Please restate word for word the line holding "pub mod storage;" and every following line through the end of the entries.

◆ Records provided
+---+
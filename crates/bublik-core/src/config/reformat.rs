//! Config reformatting: migrates stored configuration documents to the
//! current shape.
//!
//! A strategy table keyed by config data type dispatches each stored record
//! to its pipeline. Pipelines mutate the document in place and report whether
//! anything changed; the dispatcher writes changed documents back to the
//! store. This stays outside the aggregation core, which only ever reads
//! already-reformatted active snapshots.

use std::collections::HashMap;

use serde_json::Value;
use tracing::{error, info, warn};

use crate::config::REPORT_CONFIG_VERSION;
use crate::storage::{global_names, ConfigKind, ConfigRecord, ConfigStore};

/// Outcome of reformatting one stored config.
#[derive(Debug, Clone, Copy, PartialEq, Eq)]
pub enum ReformatStatus {
    Success,
    Skipped,
    Failed,
}

/// One migration strategy. `run` upgrades `content` in place and returns
/// whether it changed anything.
pub trait ReformatPipeline {
    fn run(&self, content: &mut Value) -> anyhow::Result<bool>;
}

/// Report configs: lift legacy bare-string `axis_x` into `{"arg": ...}` and
/// stamp the document version.
pub struct ReportConfigReformatPipeline;

impl ReformatPipeline for ReportConfigReformatPipeline {
    fn run(&self, content: &mut Value) -> anyhow::Result<bool> {
        let mut changed = false;

        if let Some(tests) = content.get_mut("tests").and_then(Value::as_object_mut) {
            for (test_name, test) in tests.iter_mut() {
                let Some(axis_x) = test.get_mut("axis_x") else {
                    anyhow::bail!("test '{test_name}' has no axis_x");
                };
                if axis_x.is_string() {
                    let arg = axis_x.as_str().unwrap_or_default().to_string();
                    *axis_x = serde_json::json!({ "arg": arg });
                    changed = true;
                }
            }
        }

        changed |= stamp_version(content, REPORT_CONFIG_VERSION);
        Ok(changed)
    }
}

/// `per_conf` global configs predate document versioning; stamping the
/// version is the only migration they need so far.
pub struct PerConfReformatPipeline;

impl ReformatPipeline for PerConfReformatPipeline {
    fn run(&self, content: &mut Value) -> anyhow::Result<bool> {
        Ok(stamp_version(content, 1))
    }
}

fn stamp_version(content: &mut Value, version: u64) -> bool {
    let Some(doc) = content.as_object_mut() else {
        return false;
    };
    match doc.get("version").and_then(Value::as_u64) {
        Some(current) if current >= version => false,
        _ => {
            doc.insert("version".to_string(), serde_json::json!(version));
            true
        }
    }
}

/// Dispatches stored configs to their reformat pipelines.
pub struct ConfigReformatDispatcher {
    pipelines: HashMap<&'static str, Box<dyn ReformatPipeline>>,
}

impl Default for ConfigReformatDispatcher {
    fn default() -> Self {
        let mut pipelines: HashMap<&'static str, Box<dyn ReformatPipeline>> = HashMap::new();
        pipelines.insert("report", Box::new(ReportConfigReformatPipeline));
        pipelines.insert(global_names::PER_CONF, Box::new(PerConfReformatPipeline));
        Self { pipelines }
    }
}

impl ConfigReformatDispatcher {
    pub fn new() -> Self {
        Self::default()
    }

    /// The pipeline table key for a record: report configs share one
    /// pipeline, global configs dispatch by name.
    fn data_type(record: &ConfigRecord) -> &str {
        match record.kind {
            ConfigKind::Report => "report",
            ConfigKind::Global => record.name.as_str(),
        }
    }

    /// Reformat one stored config, writing the upgraded content back on
    /// change. Never propagates pipeline errors; they are logged and reported
    /// as [`ReformatStatus::Failed`].
    pub fn reformat(&self, store: &ConfigStore, record: &ConfigRecord) -> ReformatStatus {
        let data_type = Self::data_type(record);
        let Some(pipeline) = self.pipelines.get(data_type) else {
            warn!(data_type, "no reformat pipeline defined for config data type");
            return ReformatStatus::Skipped;
        };

        let mut content = record.content.clone();
        match pipeline.run(&mut content) {
            Ok(true) => {
                if let Err(err) = store.update_content(record.id, &content) {
                    error!(id = record.id, %err, "failed to persist reformatted config");
                    return ReformatStatus::Failed;
                }
                info!(id = record.id, data_type, "reformatted config");
                ReformatStatus::Success
            }
            Ok(false) => ReformatStatus::Skipped,
            Err(err) => {
                error!(id = record.id, data_type, %err, "config reformatting failed");
                ReformatStatus::Failed
            }
        }
    }
}
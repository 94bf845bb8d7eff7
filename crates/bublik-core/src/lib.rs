//! Report/measurement aggregation engine for Bublik test results.
//!
//! The engine is a pure, synchronous transformation: it consumes a set of
//! measurement series and points materialized by the caller (through
//! [`report::ReportDataSource`]) together with a validated
//! [`config::ReportConfig`], and produces a [`report::Report`] payload plus a
//! diagnostic list of iterations that could not be placed on the configured
//! axes. Storage query execution, HTTP routing, and rendering belong to the
//! host service.

pub mod config;
pub mod errors;
pub mod meta;
pub mod report;
pub mod storage;

pub use errors::{ConfigError, ReportError, Result};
+---+
◆ Output for this exercise
pub mod storage;

pub use errors::{ConfigError, ReportError, Result};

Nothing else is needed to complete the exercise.